Neustetter’s plan was to direct the crowd around the quad with various combinations of lights and then take long-exposure photographs of the movements in order to create stunning visual displays of light movement.

Neustetter, a Johannesburg, South Africa-based artist, producer and culture activist, is staying at Emory on a one-week residency program performing and creating experiments with students and giving talks about his work as part of the Smithsonian National Museum of African Art’s exhibition African Cosmos: Stellar Arts, which also features another light-based work of his “Chasing Light.” The exhibition is currently hosted at Emory University’s Michael C. Carlos Museum.

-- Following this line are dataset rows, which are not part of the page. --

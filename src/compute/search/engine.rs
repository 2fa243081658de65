//! The search loop: ability picks, equipment, modifier pages and stack
//! counts multiplexed over the requested levels.

use std::time::Instant;

use serde::Serialize;

use crate::schema::{CatalogProvider, SearchError, SearchOptions};

use crate::compute::build::{
    AbilitySelection, BuildEvaluator, BuildSpec, EQUIPMENT_SLOTS, Equipment, EquipmentSlot,
    ModifierSet, StatEvaluator, equipment_capabilities,
};
use crate::compute::metrics::{LevelRecord, MetricGraph};

use super::archive::{FitnessRecord, RecordLabel, Retention, TopKList};
use super::plan::SearchPlan;

/// Progress reported after every candidate.
#[derive(Debug, Clone, Serialize)]
pub struct SearchProgress {
    /// Candidates evaluated so far, counting each stack count separately.
    pub candidates_evaluated: usize,
    /// Ability, equipment and modifier combinations, before stack counts.
    pub combinations_total: usize,
    /// Builds materialized so far, including baselines.
    pub builds_evaluated: usize,
    /// Records currently retained.
    pub retained: usize,
    /// Lowest retained fitness when ranking.
    pub min_fitness: Option<f64>,
}

/// Statistics from a search run.
#[derive(Debug, Clone, Serialize)]
pub struct SearchStats {
    pub candidates: usize,
    pub builds: usize,
    pub retained: usize,
    pub ranked: bool,
    /// Time taken (in seconds).
    pub elapsed_seconds: f64,
}

/// Records produced by a search, ascending by fitness when ranked.
#[derive(Debug, Clone, Serialize)]
pub struct SearchResult {
    pub records: Vec<FitnessRecord>,
    pub stats: SearchStats,
}

/// Runs searches against one catalog with one evaluator and metric graph.
pub struct BuildSearch<'c, E> {
    catalog: &'c dyn CatalogProvider,
    evaluator: E,
    metrics: MetricGraph,
}

impl<'c> BuildSearch<'c, StatEvaluator> {
    /// Search with the stat evaluator and the standard metrics.
    pub fn standard(catalog: &'c dyn CatalogProvider) -> Self {
        Self::new(catalog, StatEvaluator, MetricGraph::standard())
    }
}

impl<'c, E: BuildEvaluator> BuildSearch<'c, E> {
    pub fn new(catalog: &'c dyn CatalogProvider, evaluator: E, metrics: MetricGraph) -> Self {
        Self {
            catalog,
            evaluator,
            metrics,
        }
    }

    pub fn metrics(&self) -> &MetricGraph {
        &self.metrics
    }

    pub fn metrics_mut(&mut self) -> &mut MetricGraph {
        &mut self.metrics
    }

    pub fn run(&self, options: &SearchOptions) -> Result<SearchResult, SearchError> {
        self.run_with_callback(options, |_| {})
    }

    /// Run a search, reporting progress after every candidate.
    pub fn run_with_callback<F>(
        &self,
        options: &SearchOptions,
        mut callback: F,
    ) -> Result<SearchResult, SearchError>
    where
        F: FnMut(&SearchProgress),
    {
        let start = Instant::now();
        let plan = SearchPlan::resolve(options, self.catalog, &self.metrics)?;
        let ranker = plan.ranker();

        log::info!(
            "Searching {} over {} combinations at {} levels{}",
            plan.character.name,
            plan.candidate_count(),
            plan.levels.len(),
            if ranker.is_some() { ", ranked" } else { "" }
        );

        let mut retention = if ranker.is_some() {
            Retention::Ranked(TopKList::new())
        } else {
            Retention::Unranked(Vec::new())
        };
        let mut progress = SearchProgress {
            candidates_evaluated: 0,
            combinations_total: plan.candidate_count(),
            builds_evaluated: 0,
            retained: 0,
            min_fitness: None,
        };

        let no_modifiers = ModifierSet::empty();
        let no_equipment = [EquipmentSlot::EMPTY; EQUIPMENT_SLOTS];

        for &abilities in &plan.abilities {
            let baseline = match &ranker {
                Some(_) => {
                    progress.builds_evaluated += plan.levels.len();
                    Some(self.evaluate_levels(&plan, &no_equipment, &no_modifiers, abilities, 0)?)
                }
                None => None,
            };

            for equipment in &plan.equipment {
                for modifiers in &plan.modifier_sets {
                    let capabilities = plan.character.capabilities()
                        | equipment_capabilities(equipment)
                        | modifiers.capabilities();

                    for stacks in plan.stack_counts(capabilities.stacks) {
                        let levels =
                            self.evaluate_levels(&plan, equipment, modifiers, abilities, stacks)?;
                        let label = RecordLabel {
                            character: plan.character.name.clone(),
                            equipment: equipment.iter().map(ToString::to_string).collect(),
                            modifiers: modifiers.to_string(),
                            abilities: abilities.label(plan.character),
                            stacks,
                        };
                        let fitness = ranker
                            .as_ref()
                            .zip(baseline.as_ref())
                            .map(|(ranker, baseline)| ranker.score(&levels, baseline));

                        log::trace!("{} -> {:?}", label, fitness);
                        retention.keep(FitnessRecord::new(label, levels), fitness);

                        progress.candidates_evaluated += 1;
                        progress.builds_evaluated += plan.levels.len();
                        progress.retained = retention.len();
                        if let Retention::Ranked(list) = &retention {
                            progress.min_fitness = list.min_fitness();
                        }
                        callback(&progress);
                    }
                }
            }
        }

        let stats = SearchStats {
            candidates: progress.candidates_evaluated,
            builds: progress.builds_evaluated,
            retained: retention.len(),
            ranked: ranker.is_some(),
            elapsed_seconds: start.elapsed().as_secs_f64(),
        };
        log::info!(
            "Search finished: {} candidates, {} builds, {} records in {:.2}s",
            stats.candidates,
            stats.builds,
            stats.retained,
            stats.elapsed_seconds
        );

        Ok(SearchResult {
            records: retention.into_vec(),
            stats,
        })
    }

    /// One record per requested level with every planned metric filled in.
    fn evaluate_levels(
        &self,
        plan: &SearchPlan<'_>,
        equipment: &Equipment<'_>,
        modifiers: &ModifierSet<'_>,
        abilities: AbilitySelection,
        stacks: u32,
    ) -> Result<Vec<LevelRecord>, SearchError> {
        plan.levels
            .iter()
            .map(|&level| {
                let spec = BuildSpec {
                    character: plan.character,
                    level,
                    equipment: *equipment,
                    abilities,
                    stacks,
                    modifiers,
                };
                let build = self.evaluator.build(&spec)?;

                let mut record = LevelRecord::new(level);
                for metric in &plan.metrics {
                    self.metrics.evaluate(
                        &mut record,
                        &build,
                        plan.enemy.as_ref(),
                        &plan.params,
                        metric,
                    )?;
                }
                Ok(record)
            })
            .collect()
    }
}

/// Run a search with the stat evaluator and the standard metrics.
pub fn run_search(
    catalog: &dyn CatalogProvider,
    options: &SearchOptions,
) -> Result<SearchResult, SearchError> {
    BuildSearch::standard(catalog).run(options)
}
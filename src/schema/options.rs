//! Search options: the parsed form of everything a user can ask for.
//!
//! Options are plain serde data. Nothing here touches the catalog; name
//! resolution and cross-field validation happen when a search plan is built.

use std::collections::BTreeMap;
use std::str::FromStr;

use serde::{Deserialize, Serialize};

use super::{CHARACTER_MAX_LEVEL, SearchError, Stat};

/// Equipment level used when an item is given without one.
pub const DEFAULT_ITEM_LEVEL: u8 = 20;

/// Top-level options for one search invocation.
#[derive(Debug, Clone, Serialize, Deserialize)]
pub struct SearchOptions {
    /// Character to build for.
    pub character: String,
    /// Target character levels. Empty means every level.
    #[serde(default)]
    pub levels: LevelSpec,
    /// Up to three held items, each with an optional level.
    #[serde(default)]
    pub items: Vec<ItemChoice>,
    /// Level for items given without one (1-30).
    #[serde(default = "default_item_level")]
    pub default_item_level: u8,
    /// Ability picks by 1-based index or by name, at most one per line.
    #[serde(default)]
    pub abilities: Vec<AbilityRef>,
    /// Try every choice for lines left unspecified instead of the first.
    #[serde(default)]
    pub all_abilities: bool,
    /// How held items are searched.
    #[serde(default)]
    pub equipment_search: EquipmentSearch,
    /// Modifier page, fixed or searched.
    #[serde(default)]
    pub emblems: EmblemOptions,
    /// Metrics (or metric groups) to record per level.
    #[serde(default)]
    pub show: Vec<String>,
    /// Metrics to rank by, highest priority first. Empty disables ranking.
    #[serde(default)]
    pub sort: Vec<String>,
    /// Inclusive stack count range; only applies when something scales with stacks.
    #[serde(default)]
    pub stacks: Option<(u32, u32)>,
    #[serde(default)]
    pub crit: CritMode,
    /// Level weighting for fitness; defaults by character role.
    #[serde(default)]
    pub weights: Option<LevelWeighting>,
    /// Target the damage figures are computed against.
    #[serde(default)]
    pub enemy: Option<Target>,
}

fn default_item_level() -> u8 {
    DEFAULT_ITEM_LEVEL
}

impl SearchOptions {
    /// Options with only the character set.
    pub fn new(character: impl Into<String>) -> Self {
        Self {
            character: character.into(),
            levels: LevelSpec::default(),
            items: Vec::new(),
            default_item_level: DEFAULT_ITEM_LEVEL,
            abilities: Vec::new(),
            all_abilities: false,
            equipment_search: EquipmentSearch::default(),
            emblems: EmblemOptions::default(),
            show: Vec::new(),
            sort: Vec::new(),
            stacks: None,
            crit: CritMode::default(),
            weights: None,
            enemy: None,
        }
    }

    /// An example level-permutation search, printed by `--example`.
    pub fn example() -> Self {
        Self {
            levels: LevelSpec::Text("5-15".to_string()),
            items: vec![
                ItemChoice::leveled("WiseGlasses", 30),
                ItemChoice::new("SpAtkSpecs"),
                ItemChoice::new("ShellBell"),
            ],
            equipment_search: EquipmentSearch::ItemLevels {
                pool: vec![30, 20],
            },
            show: vec!["spattack".to_string(), "dps".to_string()],
            sort: vec!["dps".to_string()],
            stacks: Some((6, 6)),
            ..Self::new("Cramorant")
        }
    }
}

/// Target character levels, as a list or as `"a-b"`, `"a,b,c"` or `"a"`.
#[derive(Debug, Clone, PartialEq, Eq, Serialize, Deserialize)]
#[serde(untagged)]
pub enum LevelSpec {
    List(Vec<u8>),
    Text(String),
}

impl Default for LevelSpec {
    fn default() -> Self {
        LevelSpec::List(Vec::new())
    }
}

impl LevelSpec {
    /// Expand to a validated level list; empty means levels 1-15.
    pub fn resolve(&self) -> Result<Vec<u8>, SearchError> {
        let raw: Vec<i64> = match self {
            LevelSpec::List(levels) => levels.iter().map(|&l| i64::from(l)).collect(),
            LevelSpec::Text(text) => parse_level_text(text)?,
        };
        if raw.is_empty() {
            return Ok((1..=CHARACTER_MAX_LEVEL).collect());
        }

        raw.into_iter()
            .map(|l| {
                SearchError::check_range("Level", l, 1, i64::from(CHARACTER_MAX_LEVEL))?;
                Ok(l as u8)
            })
            .collect()
    }
}

fn parse_level_text(text: &str) -> Result<Vec<i64>, SearchError> {
    let number = |s: &str| {
        s.trim()
            .parse::<i64>()
            .map_err(|_| SearchError::InvalidOption {
                option: "levels",
                reason: format!("level is not a number: {}", s.trim()),
            })
    };

    let text = text.trim();
    if text.is_empty() {
        return Ok(Vec::new());
    }
    if let Some((min, max)) = text.split_once('-') {
        let (min, max) = (number(min)?, number(max)?);
        if min > max {
            return Err(SearchError::InvalidOption {
                option: "levels",
                reason: format!("empty range {}-{}", min, max),
            });
        }
        for bound in [min, max] {
            SearchError::check_range("Level", bound, 1, i64::from(CHARACTER_MAX_LEVEL))?;
        }
        return Ok((min..=max).collect());
    }
    text.split(',').map(number).collect()
}

/// A held item, optionally with an explicit level.
///
/// Deserializes from `{"name": .., "level": ..}` or from `"Name"` / `"Name=20"`.
#[derive(Debug, Clone, PartialEq, Eq, Serialize)]
pub struct ItemChoice {
    pub name: String,
    #[serde(skip_serializing_if = "Option::is_none")]
    pub level: Option<u8>,
}

impl ItemChoice {
    pub fn new(name: impl Into<String>) -> Self {
        Self {
            name: name.into(),
            level: None,
        }
    }

    pub fn leveled(name: impl Into<String>, level: u8) -> Self {
        Self {
            name: name.into(),
            level: Some(level),
        }
    }
}

impl FromStr for ItemChoice {
    type Err = SearchError;

    fn from_str(s: &str) -> Result<Self, Self::Err> {
        match s.split_once('=') {
            Some((name, level)) if !name.is_empty() => {
                let level = level.trim().parse::<u8>().map_err(|_| SearchError::InvalidOption {
                    option: "item",
                    reason: format!("{} expected item=level", s),
                })?;
                Ok(ItemChoice::leveled(name.trim(), level))
            }
            Some(_) => Err(SearchError::InvalidOption {
                option: "item",
                reason: format!("{} has no item name", s),
            }),
            None => Ok(ItemChoice::new(s.trim())),
        }
    }
}

#[derive(Debug, Deserialize)]
#[serde(untagged)]
enum ItemChoiceRepr {
    String(String),
    Full {
        name: String,
        #[serde(default)]
        level: Option<u8>,
    },
}

impl<'de> Deserialize<'de> for ItemChoice {
    fn deserialize<D>(deserializer: D) -> Result<Self, D::Error>
    where
        D: serde::Deserializer<'de>,
    {
        match ItemChoiceRepr::deserialize(deserializer)? {
            ItemChoiceRepr::String(s) => s.parse().map_err(serde::de::Error::custom),
            ItemChoiceRepr::Full { name, level } => Ok(ItemChoice { name, level }),
        }
    }
}

/// An ability pick: 1-based choice index or choice name.
#[derive(Debug, Clone, PartialEq, Eq, Serialize, Deserialize)]
#[serde(untagged)]
pub enum AbilityRef {
    Index(u8),
    Name(String),
}

/// Equipment search strategy.
#[derive(Debug, Clone, Default, PartialEq, Eq, Serialize, Deserialize)]
#[serde(tag = "mode", rename_all = "snake_case")]
pub enum EquipmentSearch {
    /// Evaluate exactly the given items.
    #[default]
    Fixed,
    /// Fill the open slots with every combination of catalog items.
    Items,
    /// Distribute a pool of levels over the items given without a level.
    ItemLevels {
        #[serde(default)]
        pool: Vec<u8>,
    },
}

impl EquipmentSearch {
    pub fn is_search(&self) -> bool {
        !matches!(self, EquipmentSearch::Fixed)
    }

    pub fn name(&self) -> &'static str {
        match self {
            EquipmentSearch::Fixed => "fixed",
            EquipmentSearch::Items => "items",
            EquipmentSearch::ItemLevels { .. } => "itemlevels",
        }
    }
}

/// A modifier with a count: an exact count on a page, a maximum in a palette.
#[derive(Debug, Clone, PartialEq, Eq, Serialize, Deserialize)]
pub struct EmblemPick {
    pub name: String,
    pub count: usize,
}

impl EmblemPick {
    pub fn new(name: impl Into<String>, count: usize) -> Self {
        Self {
            name: name.into(),
            count,
        }
    }
}

/// Modifier page selection.
#[derive(Debug, Clone, Default, PartialEq, Serialize, Deserialize)]
#[serde(tag = "mode", rename_all = "snake_case")]
pub enum EmblemOptions {
    /// No modifiers.
    #[default]
    None,
    /// One explicit page; counts must add up to the page capacity.
    Page { picks: Vec<EmblemPick> },
    /// Every page buildable from the palette that meets the minimums.
    Search {
        palette: Vec<EmblemPick>,
        /// Minimum number of picks per family.
        #[serde(default)]
        min_family: BTreeMap<String, usize>,
        /// Minimum summed page value per stat.
        #[serde(default)]
        min_stat: BTreeMap<Stat, f64>,
    },
}

impl EmblemOptions {
    pub fn is_search(&self) -> bool {
        matches!(self, EmblemOptions::Search { .. })
    }
}

/// How critical hits enter damage figures.
#[derive(Debug, Clone, Copy, Default, PartialEq, Eq, Serialize, Deserialize)]
#[serde(rename_all = "lowercase")]
pub enum CritMode {
    /// Never crit.
    None,
    /// Average over the crit chance.
    #[default]
    Expected,
    /// Always crit.
    Max,
}

/// Named per-level weighting.
#[derive(Debug, Clone, Copy, PartialEq, Eq, Serialize, Deserialize)]
#[serde(rename_all = "lowercase")]
pub enum WeightProfile {
    /// Every level counts the same.
    Flat,
    /// Early levels count most.
    Early,
    /// Levels around the middle of the game count most.
    Mid,
    /// Late levels count most.
    Late,
}

/// Level weighting: a named profile or one weight per requested level.
#[derive(Debug, Clone, PartialEq, Serialize, Deserialize)]
#[serde(untagged)]
pub enum LevelWeighting {
    Profile(WeightProfile),
    Explicit(Vec<f64>),
}

/// Defensive stats of the target damage is dealt to.
#[derive(Debug, Clone, Copy, Default, PartialEq, Serialize, Deserialize)]
#[serde(default)]
pub struct Target {
    pub defense: f64,
    pub spdefense: f64,
}

#[cfg(test)]
mod tests {
    use super::*;

    #[test]
    fn test_level_spec_forms() {
        assert_eq!(LevelSpec::default().resolve().unwrap().len(), 15);
        assert_eq!(
            LevelSpec::Text("3-6".into()).resolve().unwrap(),
            vec![3, 4, 5, 6]
        );
        assert_eq!(
            LevelSpec::Text("1,5,9".into()).resolve().unwrap(),
            vec![1, 5, 9]
        );
        assert_eq!(LevelSpec::Text("7".into()).resolve().unwrap(), vec![7]);
        assert_eq!(LevelSpec::List(vec![2, 4]).resolve().unwrap(), vec![2, 4]);
    }

    #[test]
    fn test_level_spec_errors() {
        assert!(matches!(
            LevelSpec::Text("0-3".into()).resolve(),
            Err(SearchError::OutOfRange { value: 0, .. })
        ));
        assert!(matches!(
            LevelSpec::List(vec![16]).resolve(),
            Err(SearchError::OutOfRange { value: 16, .. })
        ));
        assert!(matches!(
            LevelSpec::Text("x".into()).resolve(),
            Err(SearchError::InvalidOption { .. })
        ));
        assert!(LevelSpec::Text("9-3".into()).resolve().is_err());
    }

    #[test]
    fn test_huge_level_range_rejected() {
        assert!(matches!(
            LevelSpec::Text("1-4000000000000000000".into()).resolve(),
            Err(SearchError::OutOfRange { value: 4000000000000000000, .. })
        ));
        assert!(matches!(
            LevelSpec::Text("-5-100000000".into()).resolve(),
            Err(SearchError::InvalidOption { .. })
        ));
        assert!(matches!(
            LevelSpec::Text("3-100000000".into()).resolve(),
            Err(SearchError::OutOfRange { value: 100000000, .. })
        ));
    }

    #[test]
    fn test_item_choice_parsing() {
        assert_eq!(
            "AeosCookie=20".parse::<ItemChoice>().unwrap(),
            ItemChoice::leveled("AeosCookie", 20)
        );
        assert_eq!(
            "AeosCookie".parse::<ItemChoice>().unwrap(),
            ItemChoice::new("AeosCookie")
        );
        assert!("AeosCookie=x".parse::<ItemChoice>().is_err());
        assert!("=5".parse::<ItemChoice>().is_err());
    }

    #[test]
    fn test_options_json() {
        let json = r#"{
            "character": "Cramorant",
            "levels": "5-7",
            "items": ["WiseGlasses=30", {"name": "ShellBell"}, "SpAtkSpecs"],
            "abilities": [1, "Hurricane"],
            "equipment_search": {"mode": "item_levels", "pool": [30, 10]},
            "emblems": {
                "mode": "search",
                "palette": [{"name": "SparkOrb", "count": 6}],
                "min_stat": {"spattack": 4.0}
            },
            "sort": ["dps"],
            "crit": "max",
            "weights": "late"
        }"#;
        let options: SearchOptions = serde_json::from_str(json).unwrap();
        assert_eq!(options.items[0], ItemChoice::leveled("WiseGlasses", 30));
        assert_eq!(options.items[1], ItemChoice::new("ShellBell"));
        assert_eq!(options.abilities[0], AbilityRef::Index(1));
        assert_eq!(options.abilities[1], AbilityRef::Name("Hurricane".into()));
        assert_eq!(
            options.equipment_search,
            EquipmentSearch::ItemLevels { pool: vec![30, 10] }
        );
        assert!(options.emblems.is_search());
        assert_eq!(options.crit, CritMode::Max);
        assert_eq!(
            options.weights,
            Some(LevelWeighting::Profile(WeightProfile::Late))
        );
        assert_eq!(options.default_item_level, DEFAULT_ITEM_LEVEL);
    }

    #[test]
    fn test_explicit_weights_json() {
        let weights: LevelWeighting = serde_json::from_str("[1.0, 2.0, 0.5]").unwrap();
        assert_eq!(weights, LevelWeighting::Explicit(vec![1.0, 2.0, 0.5]));
    }

    #[test]
    fn test_example_serializes() {
        let json = serde_json::to_string_pretty(&SearchOptions::example()).unwrap();
        let parsed: SearchOptions = serde_json::from_str(&json).unwrap();
        assert_eq!(parsed.character, "Cramorant");
        assert_eq!(parsed.items.len(), 3);
    }
}
//! Benchmarks for candidate enumeration and search.

use criterion::{BenchmarkId, Criterion, black_box, criterion_group, criterion_main};

use build_forge::{
    compute::search::{
        BuildSearch, PageConstraints, expand_modifier_sets, item_combinations, level_permutations,
    },
    schema::{Catalog, CatalogProvider, EmblemOptions, EmblemPick, LevelSpec, SearchOptions},
};

fn bench_level_permutations(c: &mut Criterion) {
    let mut group = c.benchmark_group("level_permutations");

    for size in [3, 5, 7] {
        let pool: Vec<u8> = (0..size).map(|i| 10 + (i % 3) as u8 * 10).collect();

        group.bench_with_input(BenchmarkId::from_parameter(size), &pool, |b, pool| {
            b.iter(|| level_permutations(black_box(pool)));
        });
    }

    group.finish();
}

fn bench_item_combinations(c: &mut Criterion) {
    let catalog = Catalog::builtin();
    let pool: Vec<_> = catalog.items().iter().collect();

    c.bench_function("item_combinations", |b| {
        b.iter(|| item_combinations(&[], black_box(&pool), 20));
    });
}

fn bench_modifier_pages(c: &mut Criterion) {
    let mut group = c.benchmark_group("modifier_pages");
    let catalog = Catalog::builtin();

    for width in [3, 5, 7] {
        let palette: Vec<_> = catalog
            .modifiers()
            .iter()
            .take(width)
            .map(|m| (m, 10))
            .collect();
        let constraints = PageConstraints {
            min_family: vec![("yellow".to_string(), 2)],
            min_stat: Vec::new(),
        };

        group.bench_with_input(BenchmarkId::from_parameter(width), &palette, |b, palette| {
            b.iter(|| expand_modifier_sets(black_box(palette), &constraints));
        });
    }

    group.finish();
}

fn bench_ranked_search(c: &mut Criterion) {
    let catalog = Catalog::builtin();
    let search = BuildSearch::standard(&catalog);

    let mut options = SearchOptions::new("Cramorant");
    options.levels = LevelSpec::Text("5-15".to_string());
    options.emblems = EmblemOptions::Search {
        palette: ["SparkOrb", "LeafBlade", "GlimmerDust", "EmberScale"]
            .into_iter()
            .map(|name| EmblemPick::new(name, 6))
            .collect(),
        min_family: Default::default(),
        min_stat: Default::default(),
    };
    options.sort = vec!["dps".to_string(), "ehp".to_string()];

    c.bench_function("ranked_emblem_search", |b| {
        b.iter(|| search.run(black_box(&options)));
    });
}

criterion_group!(
    benches,
    bench_level_permutations,
    bench_item_combinations,
    bench_modifier_pages,
    bench_ranked_search
);
criterion_main!(benches);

Neustetter uses an interdisciplinary approach in his work to combine art, science and technology. In “Light Experiments,” the photographs he took had the camera shutter exposed for up to four seconds. This extra time is used to track moving light sources from where they begin to where they are when the exposure ends, and the end result in photographs is a trail of light that follows the movement of the light source during the shutter exposure.

He had students pass the light-up balls around in a circle to a rhythm, hoping to get a very clear image.

Nine thousand glow sticks were broken in preparation for the performance, and Neustetter brought two-hundred bouncy balls that lit up whenever they hit something. Students were also given laser pointers and strings of lights. The lights on the quad were turned off to create a better effect, making every laser pointer and glow stick shine more brightly in the darkness.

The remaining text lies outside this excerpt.